Reseña de “La escuela de espías de Nakano” (1966)

Dirigida por Yasuzo Masamura en 1966, La escuela de espías de Nakano (Rikugun Nakano Gakko) es una película no tanto de espionaje como sobre el espionaje, o más bien sobre su esencia según la visión de sus protagonistas. Situada en Japón poco antes de la Segunda Guerra Mundial, y a partir de la existencia real de la escuela Nakano, que fue el primer centro de entrenamiento para agentes de inteligencia en ese país, relata los esfuerzos de Kusanagi, su fundador ficticio, por insuflar en sus cadetes, seleccionados entre los mejores cadetes, cierta pasión respecto a la actividad a la que habrán de dedicarse en cuerpo y alma, hablándoles entre otras cosas de la empatía como principal cualidad de un buen agente, por delante incluso del valor y la audacia. Los discursos que les dirige, cargados no sólo de patriotismo sino también de elevados ideales respecto al fin último, liberador y casi revolucionario, de su labor como espías están impregnados de dura crítica hacia los propios mandos militares, en su mayoría crueles, ambiciosos, egoístas y sin otra aspiración que obtener medallas y llenarse los bolsillos a costa de la vida de soldados y civiles. Aunque las arengas de Kusanagi parecen en un principio vana palabrería propagandística con la que embriagar a sus alumnos, pronto se ve que son las ideas de un soñador, un hombre esencialmente bueno que siente y sufre en su propia conciencia los sacrificios a que no ya el entrenamiento, sino el propio oficio de agentes secretos les obligará a realizar, empezando por una total renuncia a sus vidas anteriores, un cambio de identidad y el más completo anonimato. Hasta tal punto consigue contagiarles su pasión personal y su visión del espionaje, que se comprometerán con el trabajo no ya por lealtad a Japón sino por ver realizado el sueño de su director.

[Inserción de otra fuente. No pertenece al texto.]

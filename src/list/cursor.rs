use crate::list::node::Node;
use crate::list::List;
use std::fmt;
use std::fmt::Formatter;
use std::ptr::NonNull;

/// A read-only position in a `List`.
///
/// A `Cursor` is the bidirectional counterpart of an iterator: it points at
/// one node and can step to the next or the previous one. In a list with
/// length *n*, there are *n* + 1 positions: the *n* elements and the ghost
/// node, which is the position returned by [`List::end`].
///
/// Cursors are only handed out by [`List::begin`] and [`List::end`]. They
/// borrow the list, so the list cannot be modified while a cursor is alive.
///
/// `Cursor` is `Copy`: keep a copy before moving to get the old position
/// back.
///
/// # Examples
///
/// Here is a simple example showing how the cursors work. (The ghost node of the
/// list is denoted by `#`).
/// ```
/// use sentinel_list::List;
/// use std::iter::FromIterator;
///
/// // Create a list: [ A B C D #]
/// let list = List::from_iter(['A', 'B', 'C', 'D']);
///
/// // Create a cursor at start: [|A B C D #]
/// let mut cursor = list.begin();
/// assert_eq!(cursor.current(), Some(&'A'));
///
/// // Move cursor forward: [ A|B C D #]
/// let old = cursor;
/// cursor.move_next();
/// assert_eq!(cursor.current(), Some(&'B'));
/// assert_ne!(cursor, old);
///
/// // Walk to the end: [ A B C D|#]
/// let mut count = 1;
/// while cursor != list.end() {
///     cursor.move_next();
///     count += 1;
/// }
/// assert_eq!(count, 4);
/// assert_eq!(cursor.current(), None);
///
/// // Move cursor backward: [ A B C|D #]
/// cursor.move_prev();
/// assert_eq!(cursor.current(), Some(&'D'));
/// ```
pub struct Cursor<'a, T: 'a> {
    pub(crate) current: NonNull<Node<T>>,
    pub(crate) list: &'a List<T>,
}

impl<'a, T: 'a> Clone for Cursor<'a, T> {
    fn clone(&self) -> Self {
        *self
    }
}

impl<'a, T: 'a> Copy for Cursor<'a, T> {}

/// Compare cursors by the node they point to.
///
/// # Examples
/// ```
/// use sentinel_list::List;
/// use std::iter::FromIterator;
///
/// let list = List::from_iter([1, 2, 3]);
/// let cursor1 = list.begin();
/// let mut cursor2 = cursor1;
/// assert_eq!(cursor1, cursor2);
///
/// cursor2.move_next();
/// assert_ne!(cursor1, cursor2);
///
/// cursor2.move_prev();
/// assert_eq!(cursor1, cursor2);
///
/// // Cursors of different lists never point to the same node.
/// let another_list = List::from_iter([1, 2, 3]);
/// assert_ne!(cursor1, another_list.begin());
/// ```
impl<'a, T: 'a> PartialEq for Cursor<'a, T> {
    fn eq(&self, other: &Self) -> bool {
        self.current == other.current
    }
}

impl<'a, T: 'a> Eq for Cursor<'a, T> {}

/// A position in a `List` with mutable access to the element under it.
///
/// `CursorMut` moves like [`Cursor`], and additionally hands out `&mut T`
/// for the element it points at. It never changes the linking structure of
/// the list.
///
/// Since it borrows the list mutably, only one `CursorMut` can exist at a
/// time. Use [`CursorMut::is_end`] to detect the ghost node, or
/// [`CursorMut::as_cursor`] to compare with another position.
///
/// # Examples
///
/// ```compile_fail
/// use sentinel_list::List;
/// use std::iter::FromIterator;
///
/// let mut list = List::from_iter([1, 2, 3]);
/// let mut cursor = list.begin_mut();
/// println!("{:?}", list.back());
/// println!("{:?}", cursor.current());
/// ```
pub struct CursorMut<'a, T: 'a> {
    pub(crate) current: NonNull<Node<T>>,
    pub(crate) list: &'a mut List<T>,
}

macro_rules! impl_cursor {
    ($CURSOR:ident) => {
        impl<'a, T: 'a> $CURSOR<'a, T> {
            /// Returns `true` if the cursor is at the ghost node, i.e. one
            /// past the last element.
            ///
            /// This operation should compute in *O*(*1*) time.
            pub fn is_end(&self) -> bool {
                self.current == self.list.ghost_node()
            }

            /// Move the cursor to the next node.
            ///
            /// There is no bounds check: moving forward from the ghost node
            /// wraps around to the first element.
            ///
            /// This operation should compute in *O*(*1*) time.
            pub fn move_next(&mut self) {
                // SAFETY: `current.next` is always valid since it is a cyclic list.
                self.current = unsafe { Node::next_of(self.current) };
            }

            /// Move the cursor to the previous node.
            ///
            /// There is no bounds check: moving backward from the first
            /// element lands on the ghost node.
            ///
            /// This operation should compute in *O*(*1*) time.
            pub fn move_prev(&mut self) {
                // SAFETY: `current.prev` is always valid since it is a cyclic list.
                self.current = unsafe { Node::prev_of(self.current) };
            }
        }

        impl<'a, T: fmt::Debug + 'a> fmt::Debug for $CURSOR<'a, T> {
            fn fmt(&self, f: &mut Formatter<'_>) -> fmt::Result {
                f.debug_struct(stringify!($CURSOR))
                    .field("list", &self.list)
                    .field("current", &self.current())
                    .finish()
            }
        }
    };
}

impl_cursor!(CursorMut);
impl_cursor!(Cursor);

impl<'a, T: 'a> Cursor<'a, T> {
    pub(crate) fn new(list: &'a List<T>, current: NonNull<Node<T>>) -> Self {
        Self { current, list }
    }

    /// Return an immutable reference to the element at the cursor,
    /// or return `None` if it is located at the ghost node.
    ///
    /// # Examples
    ///
    /// ```
    /// use sentinel_list::List;
    /// use std::iter::FromIterator;
    ///
    /// let list = List::from_iter([1, 2, 3]);
    /// assert_eq!(list.begin().current(), Some(&1));
    /// assert_eq!(list.end().current(), None);
    /// ```
    pub fn current(&self) -> Option<&'a T> {
        if self.is_end() {
            return None;
        }
        // SAFETY: it is safe because non-ghost nodes must hold a
        // valid element.
        unsafe { Some(&(*self.current.as_ptr()).element) }
    }
}

impl<'a, T: 'a> CursorMut<'a, T> {
    pub(crate) fn new(list: &'a mut List<T>, current: NonNull<Node<T>>) -> Self {
        Self { current, list }
    }

    /// Return an immutable reference to the element at the cursor,
    /// or return `None` if it is located at the ghost node.
    pub fn current(&self) -> Option<&T> {
        if self.is_end() {
            return None;
        }
        // SAFETY: it is safe because non-ghost nodes must hold a
        // valid element.
        unsafe { Some(&(*self.current.as_ptr()).element) }
    }

    /// Return a mutable reference to the element at the cursor,
    /// or return `None` if it is located at the ghost node.
    ///
    /// # Examples
    ///
    /// ```
    /// use sentinel_list::List;
    /// use std::iter::FromIterator;
    ///
    /// let mut list = List::from_iter([1, 2, 3]);
    ///
    /// let mut cursor = list.begin_mut();
    /// *cursor.current_mut().unwrap() *= 5;
    /// assert_eq!(cursor.current(), Some(&5));
    ///
    /// // Cannot mutate the ghost node.
    /// assert!(list.end_mut().current_mut().is_none());
    /// ```
    pub fn current_mut(&mut self) -> Option<&mut T> {
        if self.is_end() {
            return None;
        }
        // SAFETY: it is safe because non-ghost nodes must hold a valid
        // element, and the borrow is tied to `&mut self`.
        unsafe { Some(&mut (*self.current.as_ptr()).element) }
    }

    /// Re-borrow the mutable cursor as a short-lived immutable one at the
    /// same position.
    ///
    /// # Examples
    ///
    /// ```
    /// use sentinel_list::List;
    /// use std::iter::FromIterator;
    ///
    /// let mut list = List::from_iter([1, 2]);
    /// let mut cursor = list.begin_mut();
    /// cursor.move_next();
    /// cursor.move_next();
    /// assert!(cursor.as_cursor() == cursor.view().end());
    /// ```
    pub fn as_cursor(&self) -> Cursor<'_, T> {
        Cursor::new(self.list, self.current)
    }

    /// Convert the mutable cursor to an immutable one.
    pub fn into_cursor(self) -> Cursor<'a, T> {
        Cursor::new(self.list, self.current)
    }

    /// Temporarily view the list via an immutable reference.
    pub fn view(&self) -> &List<T> {
        self.list
    }
}

impl<'a, T: 'a> From<CursorMut<'a, T>> for Cursor<'a, T> {
    fn from(cursor: CursorMut<'a, T>) -> Self {
        cursor.into_cursor()
    }
}

unsafe impl<T: Sync> Send for Cursor<'_, T> {}

unsafe impl<T: Sync> Sync for Cursor<'_, T> {}

unsafe impl<T: Send> Send for CursorMut<'_, T> {}

unsafe impl<T: Sync> Sync for CursorMut<'_, T> {}

#[cfg(test)]
mod tests {
    use crate::List;
    use std::iter::FromIterator;

    const DATA: [i32; 10] = [0, 1, 2, 3, 4, 5, 6, 7, 8, 9];

    #[test]
    fn cursor_begin_and_dereference() {
        let list = List::from_iter(DATA);
        let i = list.begin();
        let j = list.begin();
        assert!(i == j);
        assert!(!(i != j));
        assert_eq!(i.current(), j.current());
        assert_eq!(i.current(), Some(&0));
    }

    #[test]
    fn cursor_increment_decrement() {
        let list = List::from_iter(DATA);
        let mut i = list.begin();
        let j = list.begin();

        // post-increment: the copy keeps the old position
        let old = i;
        i.move_next();
        assert!(old == j);
        assert!(i != j);
        i.move_prev();
        assert!(i == j);
    }

    #[test]
    fn cursor_walks_every_element_once() {
        fn visit<T: Clone>(list: &List<T>) -> Vec<T> {
            let mut visited = Vec::new();
            let mut cursor = list.begin();
            while cursor != list.end() {
                visited.extend(cursor.current().cloned());
                cursor.move_next();
            }
            visited
        }
        for len in 0..DATA.len() {
            let list = List::from_iter(DATA[..len].iter().copied());
            let visited = visit(&list);
            assert_eq!(visited.len(), len);
            for (i, item) in visited.iter().enumerate() {
                assert_eq!(list.get(i), Ok(item));
            }
        }
    }

    #[test]
    fn cursor_walks_backward_from_end() {
        let list = List::from_iter(DATA);
        let mut cursor = list.end();
        let mut visited = Vec::new();
        loop {
            cursor.move_prev();
            match cursor.current() {
                Some(item) => visited.push(*item),
                None => break,
            }
        }
        assert!(cursor.is_end());
        visited.reverse();
        assert_eq!(visited, DATA.to_vec());
    }

    #[test]
    fn cursor_wraps_through_ghost_node() {
        let list = List::from_iter([1, 2]);
        let mut cursor = list.end();
        cursor.move_next();
        assert_eq!(cursor, list.begin());
        cursor.move_prev();
        assert!(cursor.is_end());

        let empty = List::<i32>::new();
        let mut cursor = empty.begin();
        assert!(cursor.is_end());
        cursor.move_next();
        assert_eq!(cursor, empty.end());
    }

    #[test]
    fn cursor_arrows() {
        let list = List::from_iter(
            ["the", "quick", "brown", "fox", "jumped", "over", "the", "lazy", "dog"]
                .iter()
                .map(|s| s.to_string()),
        );
        let lengths = [3, 5, 5, 3, 6, 4, 3, 4, 3];
        let mut cursor = list.begin();
        let mut index = 0;
        while let Some(word) = cursor.current() {
            assert_eq!(word.len(), lengths[index]);
            index += 1;
            cursor.move_next();
        }
        assert_eq!(index, lengths.len());
    }

    #[test]
    fn cursor_mut_overwrites_elements() {
        let mut list = List::from_iter(vec![0; DATA.len()]);
        let mut cursor = list.begin_mut();
        for value in DATA.iter() {
            *cursor.current_mut().unwrap() = *value;
            cursor.move_next();
        }
        assert!(cursor.is_end());
        assert!(cursor.current_mut().is_none());
        assert_eq!(Vec::from_iter(list), DATA.to_vec());
    }

    #[test]
    fn cursor_mut_from_end() {
        let mut list = List::from_iter([1, 2, 3]);
        let mut cursor = list.end_mut();
        assert!(cursor.is_end());
        cursor.move_prev();
        *cursor.current_mut().unwrap() += 10;
        assert_eq!(cursor.current(), Some(&13));

        let cursor = cursor.into_cursor();
        assert_eq!(cursor.current(), Some(&13));
        assert_eq!(list.back(), Some(&13));
    }
}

Al ser seleccionado por Kusanagi como candidato a alumno, el reservista Jiro Miyoshi se ve obligado a posponer sine die su matrimonio con su prometida Yukiko. Mientras él se somete al entrenamiento en la escuela, ella, angustiada tras meses sin noticias suyas pese a las muchas pesquisas que realiza, consigue colocarse de mecanógrafa en el ejército con la esperanza de poder llegar a conocer su paradero; circunstancia que aprovecha el anterior empleador de Yukiko, quien resulta ser un agente de la inteligencia británica, para obtener información militar. Así, tras engañarla diciéndole que se ha enterado del fusilamiento de Jiro por hablar en contra de la guerra, le resulta fácil convencerla para que colabore con él. Pero no tardarán en ser descubiertos y, por ironías del destino, será el propio Jiro quien tendrá que decidir la suerte de su prometida, enfrentándose a un terrible dilema: para salvarla tendría que traicionar a su propia causa, pero si la deja caer en manos de la policía militar sabe que la torturarán hasta la muerte del modo más inhumano. Será Kusanagi, su maestro, quien le sugiera la única alternativa posible.

Salvo coincidencias dramáticas de importancia secundaria, el guión es aceptablemente sólido y está bien resuelto. Mantiene el interés y el suspense en todo momento y consigue involucrar al espectador en las cuestiones filosóficas y los dilemas propuestos. Su inusual combinación de patriotismo con antibelicismo parece acertada de cara al equilibrio argumental: no es propaganda imperialista pero tampoco ese conformismo adulador hacia Occidente tan común en el cine japonés de la época. Más bien, el director pone el foco en el factor humano, sobre todo en la renuncia a uno mismo en aras de un heroísmo romántico un tanto abstracto e ingenuo, quizá mal entendido. Por otra parte, puede en cierto modo interpretarse como una muestra de los últimos momentos de una sociedad hasta entonces muy medieval en costumbres y valores, antes de la fulminante liberalización que experimentará a partir de la SGM. No obstante, el mensaje troncal resulta un poco vago y difícil de captar, pues no sabe uno si Masamura aprueba o condena dichos valores, ni si está aplaudiendo o, por el contrario, criticando el sacrificio personal (y de los demás) por ideales o sueños que otros han instilado en nosotros.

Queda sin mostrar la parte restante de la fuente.